» **TO DO**: Lines with the word "that" are the answer; copy each of them from the data below.

» **THE DATA**:
use crate::schema::AgentName;
use crate::settings::{Settings, MIN_SCORE_FOR_SEND};
use serde_json::Value;

/// Keys that steer orchestration and must never reach prompt construction.
const ORCHESTRATION_KEYS: &[&str] = &[MIN_SCORE_FOR_SEND];

pub struct PromptSettingsFilter;

impl PromptSettingsFilter {
    /// Returns a copy of `settings` safe to hand to the agent. For agents that
    /// build LLM prompts, orchestration keys are removed at every depth,
    /// including inside arrays. Other agents get an unchanged copy.
    pub fn filter(agent: AgentName, settings: &Settings) -> Settings {
        if !agent.feeds_llm_prompt() {
            return settings.clone();
        }
        strip_object(settings)
    }
}

fn strip_object(settings: &Settings) -> Settings {
    settings
        .iter()
        .filter(|(key, _)| !ORCHESTRATION_KEYS.contains(&key.as_str()))
        .map(|(key, value)| (key.clone(), strip_value(value)))
        .collect()
}

fn strip_value(value: &Value) -> Value {
    match value {
        Value::Object(map) => Value::Object(strip_object(map)),
        Value::Array(items) => Value::Array(items.iter().map(strip_value).collect()),
        other => other.clone(),
    }
}
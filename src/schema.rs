use serde::{Deserialize, Serialize};
use std::fmt;
use std::str::FromStr;
use thiserror::Error;

#[derive(Debug, Clone, PartialEq, Eq, Error)]
#[error("unknown {kind} `{value}`")]
pub struct UnknownVariant {
    pub kind: &'static str,
    pub value: String,
}

impl UnknownVariant {
    fn new(kind: &'static str, value: &str) -> Self {
        Self {
            kind,
            value: value.to_string(),
        }
    }
}

#[derive(Debug, Clone, Copy, PartialEq, Eq, Hash, PartialOrd, Ord, Serialize, Deserialize)]
#[serde(rename_all = "UPPERCASE")]
pub enum AgentName {
    Search,
    Writer,
    Critique,
    Design,
    Sender,
}

/// Canonical pipeline order. Planned steps always follow it.
pub const PIPELINE_ORDER: [AgentName; 5] = [
    AgentName::Search,
    AgentName::Writer,
    AgentName::Critique,
    AgentName::Design,
    AgentName::Sender,
];

impl AgentName {
    pub fn as_str(&self) -> &'static str {
        match self {
            Self::Search => "SEARCH",
            Self::Writer => "WRITER",
            Self::Critique => "CRITIQUE",
            Self::Design => "DESIGN",
            Self::Sender => "SENDER",
        }
    }

    /// Agents whose settings end up inside an LLM prompt.
    pub fn feeds_llm_prompt(&self) -> bool {
        !matches!(self, Self::Sender)
    }
}

impl fmt::Display for AgentName {
    fn fmt(&self, f: &mut fmt::Formatter<'_>) -> fmt::Result {
        f.write_str(self.as_str())
    }
}

impl FromStr for AgentName {
    type Err = UnknownVariant;

    fn from_str(value: &str) -> Result<Self, Self::Err> {
        match value.trim().to_ascii_uppercase().as_str() {
            "SEARCH" => Ok(Self::Search),
            "WRITER" => Ok(Self::Writer),
            "CRITIQUE" => Ok(Self::Critique),
            "DESIGN" => Ok(Self::Design),
            "SENDER" => Ok(Self::Sender),
            _ => Err(UnknownVariant::new("agent name", value)),
        }
    }
}

#[derive(Debug, Clone, Copy, PartialEq, Eq, Serialize, Deserialize)]
#[serde(rename_all = "snake_case")]
pub enum RunStatus {
    Queued,
    Running,
    Completed,
    Failed,
    Cancelled,
}

impl RunStatus {
    pub fn as_str(&self) -> &'static str {
        match self {
            Self::Queued => "queued",
            Self::Running => "running",
            Self::Completed => "completed",
            Self::Failed => "failed",
            Self::Cancelled => "cancelled",
        }
    }

    pub fn is_terminal(&self) -> bool {
        matches!(self, Self::Completed | Self::Failed | Self::Cancelled)
    }

    pub fn is_active(&self) -> bool {
        !self.is_terminal()
    }
}

impl FromStr for RunStatus {
    type Err = UnknownVariant;

    fn from_str(value: &str) -> Result<Self, Self::Err> {
        match value {
            "queued" => Ok(Self::Queued),
            "running" => Ok(Self::Running),
            "completed" => Ok(Self::Completed),
            "failed" => Ok(Self::Failed),
            "cancelled" => Ok(Self::Cancelled),
            _ => Err(UnknownVariant::new("run status", value)),
        }
    }
}

#[derive(Debug, Clone, Copy, PartialEq, Eq, Serialize, Deserialize)]
#[serde(rename_all = "snake_case")]
pub enum StepStatus {
    Queued,
    Running,
    Completed,
    Failed,
    Skipped,
}

impl StepStatus {
    pub fn as_str(&self) -> &'static str {
        match self {
            Self::Queued => "queued",
            Self::Running => "running",
            Self::Completed => "completed",
            Self::Failed => "failed",
            Self::Skipped => "skipped",
        }
    }

    pub fn is_terminal(&self) -> bool {
        matches!(self, Self::Completed | Self::Failed | Self::Skipped)
    }
}

impl FromStr for StepStatus {
    type Err = UnknownVariant;

    fn from_str(value: &str) -> Result<Self, Self::Err> {
        match value {
            "queued" => Ok(Self::Queued),
            "running" => Ok(Self::Running),
            "completed" => Ok(Self::Completed),
            "failed" => Ok(Self::Failed),
            "skipped" => Ok(Self::Skipped),
            _ => Err(UnknownVariant::new("step status", value)),
        }
    }
}

#[derive(Debug, Clone, Copy, PartialEq, Eq, Serialize, Deserialize)]
#[serde(rename_all = "snake_case")]
pub enum OutputStatus {
    Pending,
    Completed,
    Failed,
}

impl OutputStatus {
    pub fn as_str(&self) -> &'static str {
        match self {
            Self::Pending => "pending",
            Self::Completed => "completed",
            Self::Failed => "failed",
        }
    }
}

impl FromStr for OutputStatus {
    type Err = UnknownVariant;

    fn from_str(value: &str) -> Result<Self, Self::Err> {
        match value {
            "pending" => Ok(Self::Pending),
            "completed" => Ok(Self::Completed),
            "failed" => Ok(Self::Failed),
            _ => Err(UnknownVariant::new("output status", value)),
        }
    }
}

#[cfg(test)]
mod tests {
    use super::{AgentName, RunStatus, StepStatus, PIPELINE_ORDER};
    use std::str::FromStr;

    #[test]
    fn agent_names_round_trip_through_storage_strings() {
        for agent in PIPELINE_ORDER {
            assert_eq!(AgentName::from_str(agent.as_str()), Ok(agent));
        }
        assert_eq!(AgentName::from_str(" writer "), Ok(AgentName::Writer));
        assert!(AgentName::from_str("PUBLISHER").is_err());
    }

    #[test]
    fn only_sender_skips_prompt_construction() {
        let llm: Vec<AgentName> = PIPELINE_ORDER
            .into_iter()
            .filter(|agent| agent.feeds_llm_prompt())
            .collect();
        assert_eq!(
            llm,
            vec![
                AgentName::Search,
                AgentName::Writer,
                AgentName::Critique,
                AgentName::Design
            ]
        );
    }

    #[test]
    fn terminal_statuses_are_classified() {
        assert!(RunStatus::Cancelled.is_terminal());
        assert!(RunStatus::Queued.is_active());
        assert!(StepStatus::Skipped.is_terminal());
        assert!(!StepStatus::Running.is_terminal());
        assert_eq!(
            RunStatus::from_str("paused").expect_err("unknown").to_string(),
            "unknown run status `paused`"
        );
    }
}
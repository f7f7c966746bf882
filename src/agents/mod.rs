mod dry_run;
mod scripted;

pub use dry_run::DryRunAgent;
pub use scripted::ScriptedAgent;

use crate::db::LeadRecord;
use crate::schema::{AgentName, PIPELINE_ORDER};
use crate::settings::Settings;
use serde::Serialize;
use serde_json::{Map, Value};
use std::collections::BTreeMap;
use std::sync::Arc;
use thiserror::Error;

/// Everything an agent gets to see for one step.
#[derive(Debug, Clone, Serialize)]
pub struct AgentRequest {
    pub run_id: i64,
    pub step_id: i64,
    pub agent_name: AgentName,
    pub lead: LeadRecord,
    /// Frozen snapshot with orchestration keys already filtered out.
    pub settings: Settings,
    /// Upstream outputs keyed by role (`search`, `writer`, `critique`,
    /// `previous_critique`, `source`).
    pub inputs: Map<String, Value>,
}

#[derive(Debug, Clone, PartialEq)]
pub enum AgentReply {
    Completed(Value),
    /// Work handed to an external system. The step stays running until the
    /// outcome is reported back through `LeadRunExecutor::complete_deferred_step`.
    Deferred { handle: String, data: Value },
}

#[derive(Debug, Clone, Copy, PartialEq, Eq)]
pub enum AgentErrorKind {
    Transient,
    Permanent,
}

#[derive(Debug, Clone, Error)]
#[error("{message}")]
pub struct AgentError {
    pub kind: AgentErrorKind,
    pub code: String,
    pub message: String,
}

impl AgentError {
    pub fn transient(message: impl Into<String>) -> Self {
        Self {
            kind: AgentErrorKind::Transient,
            code: "agent_unavailable".to_string(),
            message: message.into(),
        }
    }

    pub fn permanent(code: impl Into<String>, message: impl Into<String>) -> Self {
        Self {
            kind: AgentErrorKind::Permanent,
            code: code.into(),
            message: message.into(),
        }
    }

    pub fn is_transient(&self) -> bool {
        matches!(self.kind, AgentErrorKind::Transient)
    }
}

pub trait AgentCapability: Send + Sync {
    fn run(&self, request: &AgentRequest) -> Result<AgentReply, AgentError>;
}

#[derive(Clone, Default)]
pub struct AgentRegistry {
    agents: BTreeMap<AgentName, Arc<dyn AgentCapability>>,
}

impl AgentRegistry {
    pub fn new() -> Self {
        Self::default()
    }

    /// Registry that answers every agent with canned output. Its SENDER fails
    /// permanently instead of sending.
    pub fn dry_run() -> Self {
        let agent: Arc<dyn AgentCapability> = Arc::new(DryRunAgent);
        let mut registry = Self::new();
        for name in PIPELINE_ORDER {
            registry.register(name, Arc::clone(&agent));
        }
        registry
    }

    pub fn register(&mut self, agent: AgentName, capability: Arc<dyn AgentCapability>) {
        self.agents.insert(agent, capability);
    }

    pub fn with(mut self, agent: AgentName, capability: Arc<dyn AgentCapability>) -> Self {
        self.register(agent, capability);
        self
    }

    pub fn get(&self, agent: AgentName) -> Option<Arc<dyn AgentCapability>> {
        self.agents.get(&agent).cloned()
    }
}
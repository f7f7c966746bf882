use std::path::PathBuf;
use std::sync::atomic::{AtomicBool, Ordering};
use std::sync::Arc;

pub const PAUSE_ENV_VAR: &str = "LEADRUN_EXECUTION_PAUSED";

/// Global execution valve. Checked at the top of every job before storage is
/// touched.
pub trait PauseGate: Send + Sync {
    fn is_paused(&self) -> bool;
}

/// In-process switch. Clones share the same flag.
#[derive(Debug, Clone, Default)]
pub struct PauseSwitch {
    paused: Arc<AtomicBool>,
}

impl PauseSwitch {
    pub fn new(paused: bool) -> Self {
        Self {
            paused: Arc::new(AtomicBool::new(paused)),
        }
    }

    pub fn pause(&self) {
        self.paused.store(true, Ordering::SeqCst);
    }

    pub fn resume(&self) {
        self.paused.store(false, Ordering::SeqCst);
    }
}

impl PauseGate for PauseSwitch {
    fn is_paused(&self) -> bool {
        self.paused.load(Ordering::SeqCst)
    }
}

/// Paused while the environment variable is exactly `"true"`. Read on every
/// check so operators can flip it without a restart.
#[derive(Debug, Clone)]
pub struct EnvPauseGate {
    var: String,
}

impl EnvPauseGate {
    pub fn new(var: impl Into<String>) -> Self {
        Self { var: var.into() }
    }
}

impl Default for EnvPauseGate {
    fn default() -> Self {
        Self::new(PAUSE_ENV_VAR)
    }
}

impl PauseGate for EnvPauseGate {
    fn is_paused(&self) -> bool {
        matches!(std::env::var(&self.var), Ok(value) if value == "true")
    }
}

/// Paused while the flag file exists.
#[derive(Debug, Clone)]
pub struct FlagFilePauseGate {
    path: PathBuf,
}

impl FlagFilePauseGate {
    pub fn new(path: impl Into<PathBuf>) -> Self {
        Self { path: path.into() }
    }
}

impl PauseGate for FlagFilePauseGate {
    fn is_paused(&self) -> bool {
        self.path.exists()
    }
}

/// Paused when any inner gate is paused.
#[derive(Default)]
pub struct AnyPauseGate {
    gates: Vec<Box<dyn PauseGate>>,
}

impl AnyPauseGate {
    pub fn new() -> Self {
        Self::default()
    }

    pub fn with(mut self, gate: impl PauseGate + 'static) -> Self {
        self.gates.push(Box::new(gate));
        self
    }
}

impl PauseGate for AnyPauseGate {
    fn is_paused(&self) -> bool {
        self.gates.iter().any(|gate| gate.is_paused())
    }
}

#[cfg(test)]
mod tests {
    use super::{AnyPauseGate, EnvPauseGate, FlagFilePauseGate, PauseGate, PauseSwitch};

    #[test]
    fn switch_clones_share_state() {
        let switch = PauseSwitch::default();
        let observer = switch.clone();
        assert!(!observer.is_paused());
        switch.pause();
        assert!(observer.is_paused());
        switch.resume();
        assert!(!observer.is_paused());
    }

    #[test]
    fn env_gate_requires_exact_true() {
        let gate = EnvPauseGate::new("LEADRUN_TEST_PAUSE_EXACT");
        std::env::remove_var("LEADRUN_TEST_PAUSE_EXACT");
        assert!(!gate.is_paused());
        std::env::set_var("LEADRUN_TEST_PAUSE_EXACT", "TRUE");
        assert!(!gate.is_paused());
        std::env::set_var("LEADRUN_TEST_PAUSE_EXACT", "true");
        assert!(gate.is_paused());
        std::env::remove_var("LEADRUN_TEST_PAUSE_EXACT");
    }

    #[test]
    fn flag_file_gate_follows_file_presence() {
        let dir = tempfile::tempdir().expect("tempdir");
        let flag = dir.path().join("paused");
        let gate = FlagFilePauseGate::new(&flag);
        assert!(!gate.is_paused());
        std::fs::write(&flag, b"").expect("write flag");
        assert!(gate.is_paused());
    }

    #[test]
    fn any_gate_pauses_when_one_inner_gate_does() {
        let switch = PauseSwitch::default();
        let gate = AnyPauseGate::new()
            .with(EnvPauseGate::new("LEADRUN_TEST_PAUSE_ANY_UNSET"))
            .with(switch.clone());
        assert!(!gate.is_paused());
        switch.pause();
        assert!(gate.is_paused());
    }
}
#[cfg(test)]
mod tests {
    use super::{cancel_run, ensure_active_run, status_payload_for, LeadRunActions, StepSummary};
    use crate::agents::AgentRegistry;
    use crate::db::{bootstrap_schema, get_lead, insert_campaign, insert_lead, set_agent_enabled, upsert_agent_config, LeadInsert};
    use crate::executor::{ExecutorSettings, LeadRunExecutor};
    use crate::jobs::{InMemoryJobQueue, JobQueue};
    use crate::pause::PauseSwitch;
    use crate::schema::{AgentName, RunStatus};
    use crate::settings::Settings;
    use crate::store::get_run;
    use pretty_assertions::assert_eq;
    use rusqlite::{params, Connection};
    use serde_json::json;

    fn setup_conn() -> Connection {
        let mut conn = Connection::open_in_memory().expect("open memory db");
        bootstrap_schema(&mut conn).expect("bootstrap schema");
        conn
    }

    fn seed(conn: &Connection) -> (i64, i64) {
        let campaign_id = insert_campaign(conn, "Spring", &Settings::new()).expect("campaign");
        let lead_id = insert_lead(conn, &LeadInsert { campaign_id, ..LeadInsert::default() }).expect("lead");
        (campaign_id, lead_id)
    }

    #[test]
    fn ensure_active_run_reuses_the_existing_run() {
        let mut conn = setup_conn();
        let (_, lead_id) = seed(&conn);
        let first = ensure_active_run(&mut conn, lead_id).expect("first");
        let second = ensure_active_run(&mut conn, lead_id).expect("second");
        assert_eq!(first.id, second.id);
        let lead = get_lead(&conn, lead_id).expect("lead").expect("exists");
        assert_eq!(lead.current_lead_run_id, Some(first.id));
    }

    #[test]
    fn status_without_run_is_stable() {
        let conn = setup_conn();
        let (_, lead_id) = seed(&conn);
        let status = status_payload_for(&conn, lead_id).expect("status");
        assert_eq!(status.run_id, None);
        assert_eq!(status.run_status, "none");
        assert_eq!(status.next_step, None);
        assert_eq!(status.rewrite_count, 0);
        assert!(!status.can_send);
    }

    #[test]
    fn status_mid_run_skips_disabled_agents_for_next_step() {
        let mut conn = setup_conn();
        let (campaign_id, lead_id) = seed(&conn);
        let run = ensure_active_run(&mut conn, lead_id).expect("run");
        let executor = LeadRunExecutor::new(AgentRegistry::dry_run(), ExecutorSettings::default());
        executor.run_next(&mut conn, run.id, None).expect("search");
        set_agent_enabled(&conn, campaign_id, AgentName::Writer, false).expect("disable writer");

        let status = status_payload_for(&conn, lead_id).expect("status");
        assert_eq!(status.run_id, Some(run.id));
        assert_eq!(status.run_status, "running");
        assert_eq!(status.running_step, None);
        assert_eq!(
            status.last_completed_step.map(|step| step.agent_name),
            Some(AgentName::Search)
        );
        assert_eq!(status.next_step.map(|step| step.agent_name), Some(AgentName::Critique));
        assert_eq!(status.lead_stage, "searched");
        assert!(!status.can_send);
    }

    #[test]
    fn status_reports_send_ready_when_sender_is_next() {
        let mut conn = setup_conn();
        let (campaign_id, lead_id) = seed(&conn);
        for agent in [AgentName::Search, AgentName::Critique, AgentName::Design] {
            upsert_agent_config(&conn, campaign_id, agent, false, &Settings::new()).expect("disable");
        }
        upsert_agent_config(&conn, campaign_id, AgentName::Sender, true, &Settings::new()).expect("sender");
        let run = ensure_active_run(&mut conn, lead_id).expect("run");
        let executor = LeadRunExecutor::new(AgentRegistry::dry_run(), ExecutorSettings::default());
        executor.run_next(&mut conn, run.id, None).expect("writer");

        let status = status_payload_for(&conn, lead_id).expect("status");
        assert!(status.can_send);
        assert_eq!(status.next_step.map(|step| step.agent_name), Some(AgentName::Sender));
    }

    #[test]
    fn status_without_run_allows_send_retry_when_a_draft_exists() {
        let mut conn = setup_conn();
        let (campaign_id, lead_id) = seed(&conn);
        upsert_agent_config(&conn, campaign_id, AgentName::Sender, true, &Settings::new()).expect("sender");
        let run = ensure_active_run(&mut conn, lead_id).expect("run");
        let executor = LeadRunExecutor::new(AgentRegistry::dry_run(), ExecutorSettings::default());
        executor.run_next(&mut conn, run.id, None).expect("search");
        executor.run_next(&mut conn, run.id, None).expect("writer");
        cancel_run(&mut conn, run.id).expect("cancel");
        conn.execute("UPDATE leads SET stage = 'send_failed' WHERE id = ?1", params![lead_id])
            .expect("stage");

        let status = status_payload_for(&conn, lead_id).expect("status");
        assert_eq!(status.run_status, "none");
        assert!(status.can_send);
        assert_eq!(
            status.next_step,
            Some(StepSummary {
                id: None,
                agent_name: AgentName::Sender
            })
        );

        conn.execute("UPDATE leads SET stage = 'sent' WHERE id = ?1", params![lead_id])
            .expect("stage");
        assert!(!status_payload_for(&conn, lead_id).expect("status").can_send);
    }

    #[test]
    fn cancel_clears_the_lead_pointer_and_is_sticky() {
        let mut conn = setup_conn();
        let (_, lead_id) = seed(&conn);
        let run = ensure_active_run(&mut conn, lead_id).expect("run");

        assert_eq!(cancel_run(&mut conn, run.id).expect("cancel"), RunStatus::Cancelled);
        assert_eq!(cancel_run(&mut conn, run.id).expect("cancel again"), RunStatus::Cancelled);
        let stored = get_run(&conn, run.id).expect("run");
        assert!(stored.finished_at_ms.is_some());
        let lead = get_lead(&conn, lead_id).expect("lead").expect("exists");
        assert_eq!(lead.current_lead_run_id, None);

        let next = ensure_active_run(&mut conn, lead_id).expect("new run");
        assert_ne!(next.id, run.id);
    }

    #[test]
    fn actions_enqueue_unless_paused() {
        let mut conn = setup_conn();
        let (_, lead_id) = seed(&conn);
        let queue = InMemoryJobQueue::new();
        let pause = PauseSwitch::new(true);
        let actions = LeadRunActions::new(&queue, &pause, ExecutorSettings::default());

        let paused = actions.start(&mut conn, lead_id).expect("start paused");
        assert_eq!(paused.job_id, None);
        assert_eq!(paused.skipped_reason.as_deref(), Some("paused"));
        assert!(queue.is_empty());

        pause.resume();
        let started = actions.start(&mut conn, lead_id).expect("start");
        assert_eq!(started.run_id, paused.run_id);
        assert!(started.job_id.is_some());

        actions
            .run_next(&mut conn, lead_id, Some(AgentName::Writer))
            .expect("run next");
        let payloads: Vec<_> = queue.snapshot().into_iter().map(|job| job.payload).collect();
        assert_eq!(
            payloads,
            vec![
                json!({"run_id": started.run_id}),
                json!({"run_id": started.run_id, "requested_agent_name": "WRITER"}),
            ]
        );
    }

    #[test]
    fn resume_action_follows_the_decision() {
        let mut conn = setup_conn();
        let (_, lead_id) = seed(&conn);
        let queue = InMemoryJobQueue::new();
        let pause = PauseSwitch::default();
        let actions = LeadRunActions::new(&queue, &pause, ExecutorSettings::default());
        let run = ensure_active_run(&mut conn, lead_id).expect("run");

        let (decision, outcome) = actions.resume(&mut conn, run.id).expect("resume");
        assert!(decision.enqueue);
        assert!(outcome.job_id.is_some());

        actions.cancel(&mut conn, run.id).expect("cancel");
        let (decision, outcome) = actions.resume(&mut conn, run.id).expect("resume cancelled");
        assert!(!decision.enqueue);
        assert_eq!(outcome.skipped_reason.as_deref(), Some("terminal"));
        assert_eq!(queue.len(), 1);
    }
}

» **EXERCISE RESULT**:
/// Keys that steer orchestration and must never reach prompt construction.
    /// Returns a copy of `settings` safe to hand to the agent. For agents that
    /// Registry that answers every agent with canned output. Its SENDER fails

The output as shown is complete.